Due to the water shortage, Starbuck and Colonel Tigh both compensate by drinking alcohol and being inebriated on the job. While Tigh chastises Starbuck's behavior towards the pilots, he also backs her up with Adama, causing Starbuck to attempt to reach out to him by sharing some of the newly mined water. Tigh rejects the gesture however.

Boomer continues to be nervous about the potential of her being a Cylon sleeper agent. Tyrol reassures Boomer that the master-at-arms investigation into the bombing has turned up no clues pointing towards Boomer as the bomber. Catching the two in an embrace, Colonel Tigh privately tells Boomer that the entire ship knows about their relationship which is against military regulations. However, while it was ignored while Galactica was in the process of being decommissioned, they are now in a combat situation and Tigh orders Boomer to put a stop to it. Boomer agrees to do so.

===On Caprica===
On Caprica 12 days after the Fall, Helo and the Boomer copy make their way through a deserted city with only two days of anti-radiation medication left to them. The two intend to locate a hospital to find more medication, but come across rats feasting on a corpse, disturbing Sharon. Helo reassures her that they will "make it all the way" and suggests that someone must be watching over them.

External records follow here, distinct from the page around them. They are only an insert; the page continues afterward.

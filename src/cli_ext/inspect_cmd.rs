//! Read-only inspection commands: `deps`, `index` and `locate`.
//!
//! Each prints human-readable text by default and JSON on request, so the
//! results can be fed to other tooling.

use std::path::PathBuf;

use anyhow::{Context, Result};
use clap::Args;
use owo_colors::OwoColorize;
use ptree::TreeBuilder;
use serde_json::json;
use tabled::{Table, Tabled};
use tracing::instrument;

use crate::cli::{AppContext, ModuleSpec};
use crate::core::coordinate::ModuleCoordinate;
use crate::core::dependency::Resolver;
use crate::core::module_ini::ModuleIni;
use crate::core::path_index::{PathIndex, owning_module};
use crate::core::version::latest_version;
use crate::infra::config::load_config;
use crate::infra::walk::FileWalker;

#[derive(Debug, Clone, Copy, clap::ValueEnum)]
pub enum OutputFormat
{
    Text,
    Json,
    Table,
}

#[derive(Debug, Args)]
pub struct DepsArgs
{
    #[command(flatten)]
    pub spec: ModuleSpec,

    /// Output format
    #[arg(long, default_value = "text", value_enum)]
    pub format: OutputFormat,
}

#[derive(Debug, Args)]
pub struct IndexArgs
{
    /// Display directories, each inside a module version directory
    #[arg(required = true)]
    pub dirs: Vec<PathBuf>,

    /// Only index the top two directory levels
    #[arg(long)]
    pub no_recurse: bool,

    /// Output format
    #[arg(long, default_value = "table", value_enum)]
    pub format: OutputFormat,
}

#[derive(Debug, Args)]
pub struct LocateArgs
{
    /// File or directory inside a releases tree
    pub path: PathBuf,

    /// Output format
    #[arg(long, default_value = "text", value_enum)]
    pub format: OutputFormat,
}

#[derive(Tabled)]
struct DependencyRow
{
    name: String,
    area: String,
    module: String,
    version: String,
    path: String,
}

#[derive(Tabled)]
struct IndexRow
{
    file: String,
    module: String,
    path_in_module: String,
}

fn version_label(coord: &ModuleCoordinate) -> String
{
    coord
        .version
        .clone()
        .unwrap_or_else(|| "-".to_string())
}

/// Resolve and print the dependency set of one module.
#[instrument(skip_all, fields(module = %args.spec.module))]
pub fn deps_run(
    args: DepsArgs,
    ctx: &AppContext,
) -> Result<()>
{
    let config = load_config(ctx.config.as_deref())?;
    let root = args
        .spec
        .source_root
        .clone()
        .unwrap_or_else(|| config.source_root.clone());

    let mut module = ModuleCoordinate::new(
        root,
        args.spec.area,
        &args.spec.module,
        args.spec.module_version.clone(),
    );
    if module.version.is_none()
    {
        let latest = latest_version(&module.module_dir()?)
            .with_context(|| format!("No versions of {module} found"))?;
        module = module.update_version(Some(latest));
    }

    let mut extras = ModuleIni::read(&module.as_path()?)
        .map(|ini| ini.dependencies())
        .unwrap_or_default();
    extras.extend(args.spec.extra_dependencies());

    let deps = Resolver::from_config(&config.resolve)
        .find_dependencies(&module, &extras)
        .with_context(|| format!("Failed to resolve dependencies of {module}"))?;

    match args.format
    {
        OutputFormat::Json =>
        {
            let output = json!({
                "module": module,
                "dependencies": deps,
            });
            println!("{}", serde_json::to_string_pretty(&output)?);
        }
        OutputFormat::Table =>
        {
            let rows: Vec<DependencyRow> = deps
                .iter()
                .map(|(name, coord)| DependencyRow {
                    name: name.clone(),
                    area: coord
                        .area
                        .to_string(),
                    module: coord
                        .module
                        .clone(),
                    version: version_label(coord),
                    path: coord
                        .as_path()
                        .map(|p| p.display().to_string())
                        .unwrap_or_default(),
                })
                .collect();
            println!("{}", Table::new(rows));
        }
        OutputFormat::Text =>
        {
            let label = if ctx.no_color
            {
                module.to_string()
            }
            else
            {
                module
                    .to_string()
                    .bold()
                    .to_string()
            };
            let mut builder = TreeBuilder::new(label);
            for (name, coord) in &deps
            {
                let version = version_label(coord);
                let entry = if ctx.no_color
                {
                    format!("{name} {version}")
                }
                else
                {
                    format!("{} {}", name.cyan(), version.green())
                };
                builder.begin_child(entry);
                if let Ok(path) = coord.as_path()
                {
                    builder.add_empty_child(path.display().to_string());
                }
                builder.end_child();
            }
            ptree::print_tree(&builder.build())?;
        }
    }
    Ok(())
}

/// Build and print the path index over the given directories.
#[instrument(skip_all, fields(dirs = args.dirs.len()))]
pub fn index_run(
    args: IndexArgs,
    ctx: &AppContext,
) -> Result<()>
{
    let config = load_config(ctx.config.as_deref())?;
    let walker = FileWalker::new(&config.ignore_patterns)?;
    let recurse = config.layout.recurse && !args.no_recurse;

    let dirs: Vec<PathBuf> = args
        .dirs
        .iter()
        .map(|d| dunce::canonicalize(d).unwrap_or_else(|_| d.clone()))
        .collect();
    let (index, roots) = PathIndex::build(&dirs, recurse, &walker)?;

    match args.format
    {
        OutputFormat::Json =>
        {
            println!("{}", serde_json::to_string_pretty(&index)?);
        }
        OutputFormat::Table =>
        {
            let rows: Vec<IndexRow> = index
                .iter()
                .map(|(file, entry)| IndexRow {
                    file: file.clone(),
                    module: entry
                        .module
                        .clone(),
                    path_in_module: entry
                        .path_in_module
                        .clone(),
                })
                .collect();
            println!("{}", Table::new(rows));
        }
        OutputFormat::Text =>
        {
            for (file, entry) in index.iter()
            {
                println!("{file} -> {}/{}", entry.module, entry.path_in_module);
            }
        }
    }

    if !ctx.quiet
    {
        let summary = format!("{} files from {} directories", index.len(), roots.iter().count());
        if ctx.no_color
        {
            eprintln!("{summary}");
        }
        else
        {
            eprintln!("{}", summary.dimmed());
        }
    }
    Ok(())
}

/// Print the coordinate and owning module directory of a path.
pub fn locate_run(
    args: LocateArgs,
    ctx: &AppContext,
) -> Result<()>
{
    let path = dunce::canonicalize(&args.path).unwrap_or_else(|_| args.path.clone());
    let coord = ModuleCoordinate::from_path(&path)
        .with_context(|| format!("Cannot locate module of {}", args.path.display()))?;
    let inner = if path.is_dir()
    {
        owning_module(&path)
            .map(|(_, inner)| inner)
            .unwrap_or_default()
    }
    else
    {
        String::new()
    };

    match args.format
    {
        OutputFormat::Json =>
        {
            let module_path = coord.as_path()?;
            let output = json!({
                "coordinate": coord,
                "path": module_path,
                "path_in_module": inner,
            });
            println!("{}", serde_json::to_string_pretty(&output)?);
        }
        OutputFormat::Table =>
        {
            let row = DependencyRow {
                name: coord
                    .app_name()
                    .to_string(),
                area: coord
                    .area
                    .to_string(),
                module: coord
                    .module
                    .clone(),
                version: version_label(&coord),
                path: coord
                    .as_path()?
                    .display()
                    .to_string(),
            };
            println!("{}", Table::new(vec![row]));
        }
        OutputFormat::Text =>
        {
            if ctx.no_color
            {
                println!("{coord}");
            }
            else
            {
                println!("{}", coord.to_string().green());
            }
            if !ctx.quiet
            {
                println!("  area:    {}", coord.area);
                println!("  module:  {}", coord.module);
                println!("  version: {}", version_label(&coord));
                if !inner.is_empty()
                {
                    println!("  inside:  {inner}");
                }
            }
        }
    }
    Ok(())
}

Unnoticed by Helo or Sharon, they are observed by a copy of Number Six and Aaron Doral. The two comment on Sharon's skill while the Six expresses sadness at the destruction surrounding them. While Six feels that humanity is their parents in a sense, Doral tells her that parents must die in order for children to come into their own.

==Original series connection==
Richard Hatch, who plays prisoner Tom Zarek in this and future episodes, was the actor who played Captain Apollo in the original 1978 series.

==Reception==
The A.V. Club commented that some of the scenes were fantastic and it the episode was "interesting to examine".

Den of Geek called it a weak episode.